> _Exercise details_:
Your answer is the lines below, exactly, from the one that contains "the private key." through the one that contains "before authentication completed.", both included.

> _Records supplied_:
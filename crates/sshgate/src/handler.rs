//! The backend contract.
//!
//! A backend plugs into the engine through four handler traits, one per
//! stage of a connection's life:
//!
//! 1. [`Handler`]: the whole server. Creates a network connection handler
//!    for every accepted socket.
//! 2. [`NetworkConnectionHandler`]: one TCP connection. Authenticates the
//!    client and, on success, creates the SSH connection handler.
//! 3. [`SshConnectionHandler`]: one authenticated SSH connection. Handles
//!    global requests and decides which channels to open.
//! 4. [`SessionChannelHandler`]: one session channel. Receives the typed
//!    channel requests (`pty-req`, `exec`, `shell`, ...).
//!
//! Every method has a default: hooks do nothing, requests fail with
//! "not supported", authentication answers [`AuthResponse::Unavailable`] and
//! session channels are rejected. Backends override what they support.
//!
//! # Request hooks should return promptly
//!
//! Requests on one channel are processed in order and the SSH reply is sent
//! when the hook returns. A hook may write output or open reverse channels
//! before returning, but a hook that runs a program should start it in the
//! background and return, not wait for it to exit. Channel-open and
//! forwarding hooks run while the connection waits for their verdict.

pub mod auth;
pub mod rejection;

use std::sync::Arc;

use async_trait::async_trait;
use bytes::Bytes;
use sshgate_wire::DecodeError;
use sshgate_wire::open::DirectTcpIp;
use sshgate_wire::request::{PtyRequest, WindowChange, X11Request};

pub use auth::{
    AuthResponse, AuthResult, KeyboardInteractiveAnswers, KeyboardInteractiveQuestion,
    KeyboardInteractiveStep, PublicKey,
};
pub use rejection::ChannelRejection;

use crate::channel::SessionChannel;
use crate::error::{HandlerError, ServerError};
use crate::forward::{ForwardStream, ReverseForwarder};
use crate::metadata::{AuthPendingMetadata, AuthenticatedMetadata, ChannelMetadata, ConnectionMetadata};
use crate::util::Deadline;

/// Server-wide backend entry point.
#[async_trait]
pub trait Handler: Send + Sync {
    /// Called once the listen socket is bound, before the first connection
    /// is accepted. An error aborts startup.
    async fn on_ready(&self) -> Result<(), HandlerError> {
        Ok(())
    }

    /// Called last during shutdown, after every connection has finished.
    async fn on_shutdown(&self, _deadline: &Deadline) {}

    /// Called for every accepted socket, before the SSH handshake. An error
    /// closes the socket.
    async fn on_network_connection(
        &self,
        metadata: ConnectionMetadata,
    ) -> Result<(Arc<dyn NetworkConnectionHandler>, ConnectionMetadata), HandlerError>;
}

/// Backend for one network connection.
#[async_trait]
pub trait NetworkConnectionHandler: Send + Sync {
    /// Password authentication.
    async fn on_auth_password(
        &self,
        metadata: &AuthPendingMetadata,
        _password: &[u8],
    ) -> AuthResult {
        AuthResult::unavailable(metadata.rejected())
    }

    /// Public key authentication. Called once the client has proven
    /// possession of the private key.
    async fn on_auth_pubkey(&self, metadata: &AuthPendingMetadata, _key: &PublicKey) -> AuthResult {
        AuthResult::unavailable(metadata.rejected())
    }

    /// Keyboard-interactive authentication.
    ///
    /// Called first with `None`. Returning
    /// [`KeyboardInteractiveStep::Challenge`] sends the questions to the
    /// client; the hook is then called again with the answers.
    async fn on_auth_keyboard_interactive(
        &self,
        metadata: &AuthPendingMetadata,
        _answers: Option<&KeyboardInteractiveAnswers>,
    ) -> KeyboardInteractiveStep {
        KeyboardInteractiveStep::Done(AuthResult::unavailable(metadata.rejected()))
    }

    /// The connection ended before authentication completed.
    async fn on_handshake_failed(&self, _metadata: &ConnectionMetadata, _reason: &ServerError) {}

    /// Authentication succeeded. Returns the handler for the SSH connection.
    ///
    /// Called from within the successful authentication attempt, before the
    /// transport has confirmed the handshake. An error turns the attempt
    /// into a failure.
    async fn on_handshake_success(
        &self,
        metadata: AuthenticatedMetadata,
    ) -> Result<(Arc<dyn SshConnectionHandler>, AuthenticatedMetadata), HandlerError>;

    /// The connection is gone. Called exactly once, last.
    async fn on_disconnect(&self) {}

    /// The server is shutting down.
    async fn on_shutdown(&self, _deadline: &Deadline) {}
}

/// Backend for one authenticated SSH connection.
#[async_trait]
pub trait SshConnectionHandler: Send + Sync {
    /// A global request of an unsupported type arrived.
    async fn on_unsupported_global_request(
        &self,
        _request_id: u64,
        _request_type: &str,
        _payload: &[u8],
    ) {
    }

    /// A global request's payload could not be decoded.
    async fn on_failed_decode_global_request(
        &self,
        _request_id: u64,
        _request_type: &str,
        _payload: &[u8],
        _reason: &DecodeError,
    ) {
    }

    /// The client tried to open a channel of an unsupported type.
    async fn on_unsupported_channel(
        &self,
        _channel_id: u64,
        _channel_type: &str,
        _extra_data: &[u8],
    ) {
    }

    /// The client wants a session channel.
    ///
    /// `channel` is not usable until this returns `Ok` and the engine
    /// accepts the channel; keep it and use it from the session handler.
    async fn on_session_channel(
        &self,
        _metadata: ChannelMetadata,
        _extra_data: Bytes,
        _channel: SessionChannel,
    ) -> Result<Arc<dyn SessionChannelHandler>, ChannelRejection> {
        Err(ChannelRejection::unknown_channel_type(
            "Cannot open session channel.",
        ))
    }

    /// The client wants a `direct-tcpip` channel. Return the stream to
    /// connect it to.
    async fn on_tcp_forward_channel(
        &self,
        _channel_id: u64,
        _request: &DirectTcpIp,
    ) -> Result<Box<dyn ForwardStream>, ChannelRejection> {
        Err(ChannelRejection::prohibited("TCP forwarding is not supported"))
    }

    /// The client wants a `direct-streamlocal@openssh.com` channel. Return
    /// the stream to connect it to.
    async fn on_direct_stream_local(
        &self,
        _channel_id: u64,
        _socket_path: &str,
    ) -> Result<Box<dyn ForwardStream>, ChannelRejection> {
        Err(ChannelRejection::prohibited("Unix socket forwarding is not supported"))
    }

    /// `tcpip-forward`: listen on `address:port` and open a
    /// `forwarded-tcpip` channel through `forwarder` for each connection.
    async fn on_request_tcp_reverse_forward(
        &self,
        _address: &str,
        _port: u32,
        _forwarder: ReverseForwarder,
    ) -> Result<(), HandlerError> {
        Err(HandlerError::not_supported())
    }

    /// `cancel-tcpip-forward`.
    async fn on_request_cancel_tcp_reverse_forward(
        &self,
        _address: &str,
        _port: u32,
    ) -> Result<(), HandlerError> {
        Err(HandlerError::not_supported())
    }

    /// `streamlocal-forward@openssh.com`: listen on a Unix socket and open a
    /// `forwarded-streamlocal@openssh.com` channel for each connection.
    async fn on_request_stream_local(
        &self,
        _socket_path: &str,
        _forwarder: ReverseForwarder,
    ) -> Result<(), HandlerError> {
        Err(HandlerError::not_supported())
    }

    /// `cancel-streamlocal-forward@openssh.com`.
    async fn on_request_cancel_stream_local(&self, _socket_path: &str) -> Result<(), HandlerError> {
        Err(HandlerError::not_supported())
    }

    /// The server is shutting down.
    async fn on_shutdown(&self, _deadline: &Deadline) {}
}

/// Backend for one session channel.
///
/// Request ids count from zero per channel. The default for every request
/// is to refuse it.
#[async_trait]
pub trait SessionChannelHandler: Send + Sync {
    /// A request of an unsupported type arrived.
    async fn on_unsupported_channel_request(
        &self,
        _request_id: u64,
        _request_type: &str,
        _payload: &[u8],
    ) {
    }

    /// A request's payload could not be decoded.
    async fn on_failed_decode_channel_request(
        &self,
        _request_id: u64,
        _request_type: &str,
        _payload: &[u8],
        _reason: &DecodeError,
    ) {
    }

    /// `env`: set an environment variable for the program.
    async fn on_env_request(
        &self,
        _request_id: u64,
        _name: &str,
        _value: &str,
    ) -> Result<(), HandlerError> {
        Err(HandlerError::not_supported())
    }

    /// `pty-req`: allocate a terminal.
    async fn on_pty_request(
        &self,
        _request_id: u64,
        _request: &PtyRequest,
    ) -> Result<(), HandlerError> {
        Err(HandlerError::not_supported())
    }

    /// `x11-req`: forward X11 connections through `forwarder`.
    async fn on_x11_request(
        &self,
        _request_id: u64,
        _request: &X11Request,
        _forwarder: ReverseForwarder,
    ) -> Result<(), HandlerError> {
        Err(HandlerError::not_supported())
    }

    /// `exec`: run a program.
    async fn on_exec_request(&self, _request_id: u64, _program: &str) -> Result<(), HandlerError> {
        Err(HandlerError::not_supported())
    }

    /// `shell`: run the user's shell.
    async fn on_shell(&self, _request_id: u64) -> Result<(), HandlerError> {
        Err(HandlerError::not_supported())
    }

    /// `subsystem`: run a named subsystem such as `sftp`.
    async fn on_subsystem(&self, _request_id: u64, _subsystem: &str) -> Result<(), HandlerError> {
        Err(HandlerError::not_supported())
    }

    /// `signal`: deliver a signal (name without the `SIG` prefix).
    async fn on_signal(&self, _request_id: u64, _signal: &str) -> Result<(), HandlerError> {
        Err(HandlerError::not_supported())
    }

    /// `window-change`: the terminal was resized.
    async fn on_window(&self, _request_id: u64, _change: &WindowChange) -> Result<(), HandlerError> {
        Err(HandlerError::not_supported())
    }

    /// The channel closed. Called exactly once, after the last request.
    async fn on_close(&self) {}

    /// The server is shutting down.
    async fn on_shutdown(&self, _deadline: &Deadline) {}
}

> _Response to the task_:
    /// possession of the private key.
    async fn on_auth_pubkey(&self, metadata: &AuthPendingMetadata, _key: &PublicKey) -> AuthResult {
        AuthResult::unavailable(metadata.rejected())
    }

    /// Keyboard-interactive authentication.
    ///
    /// Called first with `None`. Returning
    /// [`KeyboardInteractiveStep::Challenge`] sends the questions to the
    /// client; the hook is then called again with the answers.
    async fn on_auth_keyboard_interactive(
        &self,
        metadata: &AuthPendingMetadata,
        _answers: Option<&KeyboardInteractiveAnswers>,
    ) -> KeyboardInteractiveStep {
        KeyboardInteractiveStep::Done(AuthResult::unavailable(metadata.rejected()))
    }

    /// The connection ended before authentication completed.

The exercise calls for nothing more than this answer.